Here's a query that will insert authmaps for all users (excluding a specific role, 8 in my case) and update any existing entries (in case you previously used LDAP, etc.) Hope this is helpful to someone else out there as it was a slight pain. Placed it in the simplesamlphp_auth.install for an update. Would be better as a batch process triggered via the settings page.

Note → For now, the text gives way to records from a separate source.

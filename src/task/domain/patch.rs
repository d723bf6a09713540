//! Partial task updates with explicit field presence.

use super::validation::{
    DESCRIPTION_MAX_CHARS, PRIORITY_MAX_CHARS, STATUS_MAX_CHARS, TITLE_MAX_CHARS,
    USER_ID_MAX_CHARS, Violations,
};
use super::{TaskValidationError, ViolationSource};
use chrono::{DateTime, Utc};
use serde::{Deserialize, Deserializer};

/// Whether an update supplies a field.
///
/// Presence is tracked separately from nullability: `Set(None)` on a nullable
/// field clears it, while `Unchanged` leaves the stored value alone. When
/// deserialized with `#[serde(default)]`, a missing key yields `Unchanged` and
/// any present value (including `null`) yields `Set`.
#[derive(Debug, Clone, Default, PartialEq, Eq)]
pub enum FieldUpdate<T> {
    /// The field was not supplied.
    #[default]
    Unchanged,
    /// The field was supplied with this value.
    Set(T),
}

impl<T> FieldUpdate<T> {
    /// Returns `true` when the field was supplied.
    #[must_use]
    pub const fn is_set(&self) -> bool {
        matches!(self, Self::Set(_))
    }

    /// Returns the supplied value, if any.
    #[must_use]
    pub const fn as_set(&self) -> Option<&T> {
        match self {
            Self::Set(value) => Some(value),
            Self::Unchanged => None,
        }
    }

    /// Overwrites `target` when the field was supplied.
    pub fn apply_to(self, target: &mut T) {
        if let Self::Set(value) = self {
            *target = value;
        }
    }
}

impl<'de, T> Deserialize<'de> for FieldUpdate<T>
where
    T: Deserialize<'de>,
{
    fn deserialize<D>(deserializer: D) -> Result<Self, D::Error>
    where
        D: Deserializer<'de>,
    {
        T::deserialize(deserializer).map(Self::Set)
    }
}

/// Field-by-field changes to an existing task.
#[derive(Debug, Clone, Default, PartialEq, Eq)]
pub struct TaskPatch {
    /// New title.
    pub title: FieldUpdate<String>,
    /// New description; `Set(None)` clears it.
    pub description: FieldUpdate<Option<String>>,
    /// New status.
    pub status: FieldUpdate<String>,
    /// New priority.
    pub priority: FieldUpdate<String>,
    /// New owner tag; `Set(None)` clears it.
    pub user_id: FieldUpdate<Option<String>>,
    /// New completion timestamp; `Set(None)` clears it.
    pub completed_at: FieldUpdate<Option<DateTime<Utc>>>,
}

impl TaskPatch {
    /// Returns `true` when no field is supplied.
    #[must_use]
    pub const fn is_empty(&self) -> bool {
        !(self.title.is_set()
            || self.description.is_set()
            || self.status.is_set()
            || self.priority.is_set()
            || self.user_id.is_set()
            || self.completed_at.is_set())
    }

    /// Checks every supplied field against the task field limits.
    ///
    /// # Errors
    ///
    /// Returns [`TaskValidationError`] listing every supplied field that
    /// breaks a limit.
    pub fn validate(&self) -> Result<(), TaskValidationError> {
        let mut violations = Violations::new(ViolationSource::Body);
        if let Some(title) = self.title.as_set() {
            violations.check_length("title", title, 1, TITLE_MAX_CHARS);
        }
        if let Some(description) = self.description.as_set() {
            violations.check_optional_length(
                "description",
                description.as_deref(),
                DESCRIPTION_MAX_CHARS,
            );
        }
        if let Some(status) = self.status.as_set() {
            violations.check_length("status", status, 0, STATUS_MAX_CHARS);
        }
        if let Some(priority) = self.priority.as_set() {
            violations.check_length("priority", priority, 0, PRIORITY_MAX_CHARS);
        }
        if let Some(user_id) = self.user_id.as_set() {
            violations.check_optional_length("user_id", user_id.as_deref(), USER_ID_MAX_CHARS);
        }
        violations.finish()
    }
}
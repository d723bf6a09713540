//! Task record and its creation inputs.

use super::validation::{
    DEFAULT_PRIORITY, DEFAULT_STATUS, DESCRIPTION_MAX_CHARS, PRIORITY_MAX_CHARS, STATUS_MAX_CHARS,
    TITLE_MAX_CHARS, USER_ID_MAX_CHARS, Violations,
};
use super::{ExternalId, FieldUpdate, TaskId, TaskPatch, TaskValidationError, ViolationSource};
use chrono::{DateTime, Duration, SubsecRound, Utc};
use mockable::Clock;

/// Unvalidated field values for a task about to be created.
#[derive(Debug, Clone, PartialEq, Eq)]
pub struct TaskDraft {
    /// Task title.
    pub title: String,
    /// Optional free-text description.
    pub description: Option<String>,
    /// Workflow status.
    pub status: String,
    /// Priority label.
    pub priority: String,
    /// Optional owner tag.
    pub user_id: Option<String>,
    /// Optional remote resource to enrich from.
    pub external_id: Option<ExternalId>,
}

impl TaskDraft {
    /// Creates a draft with default status and priority.
    #[must_use]
    pub fn new(title: impl Into<String>) -> Self {
        Self {
            title: title.into(),
            description: None,
            status: DEFAULT_STATUS.to_owned(),
            priority: DEFAULT_PRIORITY.to_owned(),
            user_id: None,
            external_id: None,
        }
    }

    /// Checks every field against the task field limits.
    ///
    /// # Errors
    ///
    /// Returns [`TaskValidationError`] listing every field that breaks a
    /// limit.
    pub fn validate(&self) -> Result<(), TaskValidationError> {
        let mut violations = Violations::new(ViolationSource::Body);
        check_fields(
            &mut violations,
            Some(self.title.as_str()),
            self.description.as_deref(),
            Some(self.status.as_str()),
            Some(self.priority.as_str()),
            self.user_id.as_deref(),
        );
        violations.finish()
    }
}

/// Create input as received, before required fields are known to be present.
///
/// `title` must be supplied. `status` and `priority` take their defaults when
/// absent. None of the three may be `null`.
#[derive(Debug, Clone, Default, PartialEq, Eq)]
pub struct TaskInput {
    /// Task title.
    pub title: FieldUpdate<Option<String>>,
    /// Optional free-text description.
    pub description: Option<String>,
    /// Workflow status.
    pub status: FieldUpdate<Option<String>>,
    /// Priority label.
    pub priority: FieldUpdate<Option<String>>,
    /// Optional owner tag.
    pub user_id: Option<String>,
    /// Optional remote resource to enrich from.
    pub external_id: Option<ExternalId>,
}

impl TaskInput {
    /// Resolves defaults and checks every field in one pass.
    ///
    /// # Errors
    ///
    /// Returns [`TaskValidationError`] listing every missing, `null`, or
    /// out-of-range field.
    pub fn into_draft(self) -> Result<TaskDraft, TaskValidationError> {
        let mut violations = Violations::new(ViolationSource::Body);
        let title = violations.require("title", self.title);
        let status = violations.non_null_or("status", self.status, DEFAULT_STATUS);
        let priority = violations.non_null_or("priority", self.priority, DEFAULT_PRIORITY);
        check_fields(
            &mut violations,
            title.as_deref(),
            self.description.as_deref(),
            status.as_deref(),
            priority.as_deref(),
            self.user_id.as_deref(),
        );
        violations.finish()?;
        // `finish` fails whenever a required value is absent.
        Ok(TaskDraft {
            title: title.unwrap_or_default(),
            description: self.description,
            status: status.unwrap_or_default(),
            priority: priority.unwrap_or_default(),
            user_id: self.user_id,
            external_id: self.external_id,
        })
    }
}

fn check_fields(
    violations: &mut Violations,
    title: Option<&str>,
    description: Option<&str>,
    status: Option<&str>,
    priority: Option<&str>,
    user_id: Option<&str>,
) {
    if let Some(text) = title {
        violations.check_length("title", text, 1, TITLE_MAX_CHARS);
    }
    violations.check_optional_length("description", description, DESCRIPTION_MAX_CHARS);
    violations.check_optional_length("status", status, STATUS_MAX_CHARS);
    violations.check_optional_length("priority", priority, PRIORITY_MAX_CHARS);
    violations.check_optional_length("user_id", user_id, USER_ID_MAX_CHARS);
}

/// Validated task that has not been assigned an identifier yet.
#[derive(Debug, Clone, PartialEq, Eq)]
pub struct NewTask {
    draft: TaskDraft,
    external_api_data: Option<String>,
    created_at: DateTime<Utc>,
}

impl NewTask {
    /// Validates a draft and stamps its creation time.
    ///
    /// # Errors
    ///
    /// Returns [`TaskValidationError`] when the draft breaks a field limit.
    pub fn new(draft: TaskDraft, clock: &impl Clock) -> Result<Self, TaskValidationError> {
        draft.validate()?;
        Ok(Self {
            draft,
            external_api_data: None,
            created_at: now(clock),
        })
    }

    /// Attaches the serialized enrichment snapshot.
    #[must_use]
    pub fn with_external_api_data(mut self, data: impl Into<String>) -> Self {
        self.external_api_data = Some(data.into());
        self
    }

    /// Returns the serialized enrichment snapshot, if any.
    #[must_use]
    pub fn external_api_data(&self) -> Option<&str> {
        self.external_api_data.as_deref()
    }

    /// Returns the creation timestamp, which is also the first update time.
    #[must_use]
    pub const fn created_at(&self) -> DateTime<Utc> {
        self.created_at
    }

    /// Splits the record into its fields, enrichment snapshot, and creation
    /// time.
    #[must_use]
    pub fn into_parts(self) -> (TaskDraft, Option<String>, DateTime<Utc>) {
        (self.draft, self.external_api_data, self.created_at)
    }

    /// Binds the storage-assigned identifier, producing the stored task.
    #[must_use]
    pub fn into_task(self, id: TaskId) -> Task {
        let Self {
            draft,
            external_api_data,
            created_at,
        } = self;
        Task {
            id,
            title: draft.title,
            description: draft.description,
            status: draft.status,
            priority: draft.priority,
            external_id: draft.external_id,
            external_api_data,
            user_id: draft.user_id,
            created_at,
            updated_at: created_at,
            completed_at: None,
        }
    }
}

/// A validated patch stamped with the update time it should record.
///
/// Repositories apply it to the row as currently stored, so concurrent
/// updates to different fields do not overwrite each other.
#[derive(Debug, Clone, PartialEq, Eq)]
pub struct TaskChanges {
    patch: TaskPatch,
    updated_at: DateTime<Utc>,
}

impl TaskChanges {
    /// Returns the supplied fields.
    #[must_use]
    pub const fn patch(&self) -> &TaskPatch {
        &self.patch
    }

    /// Returns the update time to record.
    #[must_use]
    pub const fn updated_at(&self) -> DateTime<Utc> {
        self.updated_at
    }
}

/// Stored task record.
#[derive(Debug, Clone, PartialEq, Eq)]
pub struct Task {
    id: TaskId,
    title: String,
    description: Option<String>,
    status: String,
    priority: String,
    external_id: Option<ExternalId>,
    external_api_data: Option<String>,
    user_id: Option<String>,
    created_at: DateTime<Utc>,
    updated_at: DateTime<Utc>,
    completed_at: Option<DateTime<Utc>>,
}

/// Parameter object for reconstructing a persisted task.
#[derive(Debug, Clone, PartialEq, Eq)]
pub struct PersistedTaskData {
    /// Persisted identifier.
    pub id: TaskId,
    /// Persisted title.
    pub title: String,
    /// Persisted description.
    pub description: Option<String>,
    /// Persisted status.
    pub status: String,
    /// Persisted priority.
    pub priority: String,
    /// Persisted remote resource identifier.
    pub external_id: Option<ExternalId>,
    /// Persisted enrichment snapshot.
    pub external_api_data: Option<String>,
    /// Persisted owner tag.
    pub user_id: Option<String>,
    /// Persisted creation timestamp.
    pub created_at: DateTime<Utc>,
    /// Persisted latest update timestamp.
    pub updated_at: DateTime<Utc>,
    /// Persisted completion timestamp.
    pub completed_at: Option<DateTime<Utc>>,
}

impl Task {
    /// Reconstructs a task from persisted storage.
    #[must_use]
    pub fn from_persisted(data: PersistedTaskData) -> Self {
        Self {
            id: data.id,
            title: data.title,
            description: data.description,
            status: data.status,
            priority: data.priority,
            external_id: data.external_id,
            external_api_data: data.external_api_data,
            user_id: data.user_id,
            created_at: data.created_at,
            updated_at: data.updated_at,
            completed_at: data.completed_at,
        }
    }

    /// Returns the task identifier.
    #[must_use]
    pub const fn id(&self) -> TaskId {
        self.id
    }

    /// Returns the title.
    #[must_use]
    pub fn title(&self) -> &str {
        &self.title
    }

    /// Returns the description, if any.
    #[must_use]
    pub fn description(&self) -> Option<&str> {
        self.description.as_deref()
    }

    /// Returns the workflow status.
    #[must_use]
    pub fn status(&self) -> &str {
        &self.status
    }

    /// Returns the priority label.
    #[must_use]
    pub fn priority(&self) -> &str {
        &self.priority
    }

    /// Returns the remote resource identifier, if any.
    #[must_use]
    pub const fn external_id(&self) -> Option<ExternalId> {
        self.external_id
    }

    /// Returns the enrichment snapshot captured at creation, if any.
    #[must_use]
    pub fn external_api_data(&self) -> Option<&str> {
        self.external_api_data.as_deref()
    }

    /// Returns the owner tag, if any.
    #[must_use]
    pub fn user_id(&self) -> Option<&str> {
        self.user_id.as_deref()
    }

    /// Returns the creation timestamp.
    #[must_use]
    pub const fn created_at(&self) -> DateTime<Utc> {
        self.created_at
    }

    /// Returns the latest update timestamp.
    #[must_use]
    pub const fn updated_at(&self) -> DateTime<Utc> {
        self.updated_at
    }

    /// Returns the completion timestamp, if any.
    #[must_use]
    pub const fn completed_at(&self) -> Option<DateTime<Utc>> {
        self.completed_at
    }

    /// Validates a partial update against this task without changing it.
    ///
    /// A supplied `completed_at` is truncated to microseconds, and the
    /// returned update time is strictly after the current `updated_at`.
    ///
    /// # Errors
    ///
    /// Returns [`TaskValidationError`] when a supplied field breaks a limit.
    pub fn prepare_update(
        &self,
        mut patch: TaskPatch,
        clock: &impl Clock,
    ) -> Result<TaskChanges, TaskValidationError> {
        patch.validate()?;
        if let FieldUpdate::Set(Some(at)) = &mut patch.completed_at {
            *at = at.trunc_subsecs(6);
        }
        Ok(TaskChanges {
            patch,
            updated_at: self.advance_to(now(clock)),
        })
    }

    /// Merges prepared changes; fields not supplied keep their values.
    pub fn apply_changes(&mut self, changes: TaskChanges) {
        let TaskChanges { patch, updated_at } = changes;
        let TaskPatch {
            title,
            description,
            status,
            priority,
            user_id,
            completed_at,
        } = patch;

        title.apply_to(&mut self.title);
        description.apply_to(&mut self.description);
        status.apply_to(&mut self.status);
        priority.apply_to(&mut self.priority);
        user_id.apply_to(&mut self.user_id);
        completed_at.apply_to(&mut self.completed_at);
        self.updated_at = self.advance_to(updated_at);
    }

    /// Validates and merges a partial update, then advances `updated_at`.
    ///
    /// Nothing is changed when validation fails.
    ///
    /// # Errors
    ///
    /// Returns [`TaskValidationError`] when a supplied field breaks a limit.
    pub fn apply_patch(
        &mut self,
        patch: TaskPatch,
        clock: &impl Clock,
    ) -> Result<(), TaskValidationError> {
        let changes = self.prepare_update(patch, clock)?;
        self.apply_changes(changes);
        Ok(())
    }

    /// Returns `timestamp`, or one microsecond past `updated_at` when the
    /// clock has not moved beyond it.
    fn advance_to(&self, timestamp: DateTime<Utc>) -> DateTime<Utc> {
        if timestamp > self.updated_at {
            timestamp
        } else {
            self.updated_at + Duration::microseconds(1)
        }
    }
}

/// Current time at the precision `PostgreSQL` stores.
fn now(clock: &impl Clock) -> DateTime<Utc> {
    clock.utc().trunc_subsecs(6)
}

function simplesamlphp_auth_update_6001() {
  $query = "INSERT INTO authmap (authname, uid, module)
    SELECT users.name, users.uid, 'simplesamlphp_auth' FROM users
    LEFT JOIN users_roles ON users.uid = users_roles.uid
      WHERE (users_roles.rid <> 8 OR users_roles.rid IS NULL)
      AND users.uid <> 0
    GROUP BY users.uid
    ON DUPLICATE KEY UPDATE module = 'simplesamlphp_auth';";
  $result = db_result( db_query($query) );
  if ($result) {
    drupal_set_message('Sucess updating simplesamlphp authmaps', 'status');
  } else {
    drupal_set_message('Updating simplesamlphp authmaps failed!', 'error');
  }
}

I'm changing this to a feature request because it's not really a bug and correcting it with any code that automatically makes assumptions about what an existing user's authmap entry should be could actually create a bug.

I can envision two aspects to the feature request:

1) An administrative feature that allows an administrator to do one or more of the following:

• choose from one of the Drupal user attributes (name or mail) and use this to create authmap entries (for all users without authmap entries; for all users with a specific role; etc.)
• load up a CSV file containing the following fields: Drupal name (or Drupal user id), identifier to be used in authmap entry. A batch process would then run and create (or update existing?) all the authmap entries for the users in the CSV file.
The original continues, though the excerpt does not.